[Source records]

· · · ·

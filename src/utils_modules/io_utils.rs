use crate::common::*;

#[doc = r#"
    TOML 형식의 설정 파일을 읽어와서 지정된 구조체 타입으로 역직렬화하는 제네릭 함수.

    1. 지정된 경로의 TOML 파일을 문자열로 읽어온다
    2. `toml::from_str()`을 사용하여 TOML 문자열을 제네릭 타입 T로 파싱
    3. 파일 읽기나 파싱 실패 시 오류 반환

    # Arguments
    * `file_path` - 읽을 TOML 파일의 경로

    # Returns
    * `Result<T, anyhow::Error>` - 성공 시 파싱된 구조체, 실패 시 오류
"#]
pub fn read_toml_from_file<T: DeserializeOwned>(file_path: &str) -> Result<T, anyhow::Error> {
    let toml_content: String = std::fs::read_to_string(file_path)
        .with_context(|| format!("[read_toml_from_file] Failed to read '{}'", file_path))?;
    let toml: T = toml::from_str(&toml_content)?;

    Ok(toml)
}

#[doc = r#"
    구조체를 한 줄짜리 JSON 문자열로 변환한다. 주로 로깅 용도로 사용한다.

    # Arguments
    * `input_struct` - JSON으로 변환할 구조체

    # Returns
    * `Result<String, anyhow::Error>`
"#]
pub fn convert_json_str_from_struct<T: Serialize>(input_struct: &T) -> Result<String, anyhow::Error> {
    serde_json::to_string(input_struct).map_err(|err| {
        anyhow!(
            "[Error][convert_json_str_from_struct()] Failed to serialize struct to JSON: {}",
            err
        )
    })
}

#[doc = "파일을 쓰기 전에 상위 디렉토리가 없으면 만들어준다."]
pub async fn ensure_parent_dir(file_path: &Path) -> Result<(), anyhow::Error> {
    if let Some(parent) = file_path.parent() {
        if !parent.as_os_str().is_empty() {
            tokio::fs::create_dir_all(parent).await.with_context(|| {
                format!(
                    "[ensure_parent_dir] Failed to create directory {:?}",
                    parent
                )
            })?;
        }
    }

    Ok(())
}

· · · ·

**Exercise directions**
Print exactly, and only, the lines running from the one that contains "use crate::common::*;" to the last line of the records above.

**Solution below**
use crate::common::*;

#[doc = r#"
    TOML 형식의 설정 파일을 읽어와서 지정된 구조체 타입으로 역직렬화하는 제네릭 함수.

    1. 지정된 경로의 TOML 파일을 문자열로 읽어온다
    2. `toml::from_str()`을 사용하여 TOML 문자열을 제네릭 타입 T로 파싱
    3. 파일 읽기나 파싱 실패 시 오류 반환

    # Arguments
    * `file_path` - 읽을 TOML 파일의 경로

    # Returns
    * `Result<T, anyhow::Error>` - 성공 시 파싱된 구조체, 실패 시 오류
"#]
pub fn read_toml_from_file<T: DeserializeOwned>(file_path: &str) -> Result<T, anyhow::Error> {
    let toml_content: String = std::fs::read_to_string(file_path)
        .with_context(|| format!("[read_toml_from_file] Failed to read '{}'", file_path))?;
    let toml: T = toml::from_str(&toml_content)?;

    Ok(toml)
}

#[doc = r#"
    구조체를 한 줄짜리 JSON 문자열로 변환한다. 주로 로깅 용도로 사용한다.

    # Arguments
    * `input_struct` - JSON으로 변환할 구조체

    # Returns
    * `Result<String, anyhow::Error>`
"#]
pub fn convert_json_str_from_struct<T: Serialize>(input_struct: &T) -> Result<String, anyhow::Error> {
    serde_json::to_string(input_struct).map_err(|err| {
        anyhow!(
            "[Error][convert_json_str_from_struct()] Failed to serialize struct to JSON: {}",
            err
        )
    })
}

#[doc = "파일을 쓰기 전에 상위 디렉토리가 없으면 만들어준다."]
pub async fn ensure_parent_dir(file_path: &Path) -> Result<(), anyhow::Error> {
    if let Some(parent) = file_path.parent() {
        if !parent.as_os_str().is_empty() {
            tokio::fs::create_dir_all(parent).await.with_context(|| {
                format!(
                    "[ensure_parent_dir] Failed to create directory {:?}",
                    parent
                )
            })?;
        }
    }

    Ok(())
}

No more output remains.